Objectives: It is well known that asthmatic children receiving Medicaid use the emergency department (ED) more frequently than otherwise-insured asthmatic children. However, the extent to which this difference is attributable to provider characteristics, medication use, access to primary care, and symptomatology is poorly understood. These factors were explored as independent predictors of health care utilization.
Methods: Baseline data from a prospective cohort study of childhood asthma severity were used. Subjects were recruited from seven New England hospitals. Home interviews collected data on monthly symptoms, health care visits, insurance status, as well as sociodemographics and asthma-related risk factors (n = 804). Characteristics of providers' practices, board certifications, and asthma specialty were obtained from Folio's Medical Dictionaries for Connecticut and Massachusetts.

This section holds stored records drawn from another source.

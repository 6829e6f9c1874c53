use std::sync::Arc;

use chrono::Utc;
use tokio_util::sync::CancellationToken;

use crate::config::DispatcherConfig;
use crate::error::Result;
use crate::metrics;
use crate::model::{labels, Phase, WorkerState};
use crate::queue::{ObjectKey, TaskQueue};
use crate::store::{retry_on_conflict, MemoryStore, Selector};

/// Watches worker host processes. A vanished process marks its pool entry
/// Unknown and releases the calculations it was bound to so they can be
/// re-assigned elsewhere.
pub struct LivenessController {
    store: MemoryStore,
    namespace: String,
    queue: Arc<TaskQueue>,
}

impl LivenessController {
    pub fn new(store: MemoryStore, config: &DispatcherConfig) -> Arc<Self> {
        Arc::new(Self {
            store,
            namespace: config.namespace.clone(),
            queue: TaskQueue::new(config.queue.clone()),
        })
    }

    pub async fn run(self: Arc<Self>, cancel: CancellationToken) -> Result<()> {
        let pump = super::spawn_event_pump(
            self.store.processes.clone(),
            self.namespace.clone(),
            Arc::clone(&self.queue),
            cancel.clone(),
            |event| event.object().is_worker(),
        );

        let controller = Arc::clone(&self);
        let result = Arc::clone(&self.queue)
            .run_worker(move |key| {
                let controller = Arc::clone(&controller);
                async move { controller.reconcile(key).await }
            }, cancel)
            .await;
        pump.abort();
        result
    }

    pub async fn reconcile(&self, key: ObjectKey) -> Result<()> {
        match self.store.processes.get(&key.namespace, &key.name).await {
            Ok(process) => {
                metrics::record_process_status(&process.meta.name, process.running);
                Ok(())
            }
            Err(err) if err.is_not_found() => self.recover(&key).await,
            Err(err) => Err(err),
        }
    }

    /// Cleanup after a vanished worker process.
    async fn recover(&self, key: &ObjectKey) -> Result<()> {
        tracing::warn!(process = %key.name, "Worker process gone, recovering its work");
        metrics::record_process_status(&key.name, false);

        let pools = self
            .store
            .pools
            .list(&key.namespace, &Selector::everything())
            .await?;
        for pool in pools {
            if !pool.spec.workers.values().any(|w| w.name == key.name) {
                continue;
            }
            let process_name = key.name.clone();
            retry_on_conflict(&self.store.pools, &key.namespace, &pool.meta.name, |p| {
                p.set_worker_state_by_name(&process_name, WorkerState::Unknown, Utc::now());
                Ok(())
            })
            .await?;
        }

        let assigned = self
            .store
            .calculations
            .list(
                &key.namespace,
                &Selector::everything().eq(labels::ASSIGN, &key.name),
            )
            .await?;
        let doomed: Vec<_> = assigned
            .into_iter()
            .filter(|c| !c.phase.is_some_and(Phase::is_terminal))
            .collect();
        if doomed.len() > 1 {
            tracing::warn!(
                process = %key.name,
                count = doomed.len(),
                "Worker had more than one active calculation"
            );
        }

        for calc in doomed {
            match self
                .store
                .calculations
                .delete(&key.namespace, &calc.meta.name)
                .await
            {
                Ok(_) => {
                    tracing::info!(calculation = %calc.meta.name, process = %key.name, "Deleted orphaned calculation");
                }
                Err(err) if err.is_not_found() => continue,
                Err(err) => return Err(err),
            }

            let (Some(bulk_name), Some(member_key)) =
                (calc.bulk_name(), calc.meta.label(labels::CALCULATION_NAME))
            else {
                continue;
            };
            let member_key = member_key.to_string();
            match retry_on_conflict(
                &self.store.bulks,
                &key.namespace,
                bulk_name,
                |b| {
                    b.set_member_phase(&member_key, None);
                    Ok(())
                },
            )
            .await
            {
                Ok(_) => {}
                Err(err) if err.is_not_found() => {}
                Err(err) => return Err(err),
            }
        }
        Ok(())
    }
}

Results: After adjusting for frequency of asthma-related primary care visits, primary provider practice type, use of asthma specialist, age, gender, medication use, and symptomatology, Medicaid children still used the ED more frequently for asthma services than privately insured children (RR, 1.7; 95% CI, 1.1, 2.5). In general, race/ethnicity did not modify the relationship between insurance status and health care use, except that black children receiving Medicaid were 90% (95% CI, 0.0, 0.7) less likely to have had > or = 3 routine primary care visits for asthma in the previous year than black privately insured children. White children receiving Medicaid were 2.5 (95% CI, 1.0, 6.9) times more likely to use the ED for asthma than privately insured white children.
Conclusions: The results suggest that enabling, structural, and need factors do not necessarily explain observed differences in pediatric asthma health care use by insurance status. Future investigation must explore other explanatory factors such as maternal attitudes and beliefs and patient-provider communication.